* [Work instructions]:
What you give back should be only the lines from the one holding "filename crates/tempus-api/src/handlers/health.rs" through the final line of the records, each reproduced exactly.

* [Supplied records]:
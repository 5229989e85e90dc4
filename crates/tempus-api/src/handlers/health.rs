//! Health check handler.

use axum::Json;
use axum::extract::State;

use crate::dto::response::{ApiResponse, HealthResponse};
use crate::state::AppState;

/// GET /health
pub async fn health(State(state): State<AppState>) -> Json<ApiResponse<HealthResponse>> {
    let database = match sqlx::query("SELECT 1").execute(&state.db_pool).await {
        Ok(_) => "connected",
        Err(_) => "unreachable",
    };

    Json(ApiResponse::ok(HealthResponse {
        status: "ok".to_string(),
        version: env!("CARGO_PKG_VERSION").to_string(),
        database: database.to_string(),
    }))
}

* [Result of this exercise]:
filename crates/tempus-api/src/handlers/health.rs
//! Health check handler.

use axum::Json;
use axum::extract::State;

use crate::dto::response::{ApiResponse, HealthResponse};
use crate::state::AppState;

/// GET /health
pub async fn health(State(state): State<AppState>) -> Json<ApiResponse<HealthResponse>> {
    let database = match sqlx::query("SELECT 1").execute(&state.db_pool).await {
        Ok(_) => "connected",
        Err(_) => "unreachable",
    };

    Json(ApiResponse::ok(HealthResponse {
        status: "ok".to_string(),
        version: env!("CARGO_PKG_VERSION").to_string(),
        database: database.to_string(),
    }))
}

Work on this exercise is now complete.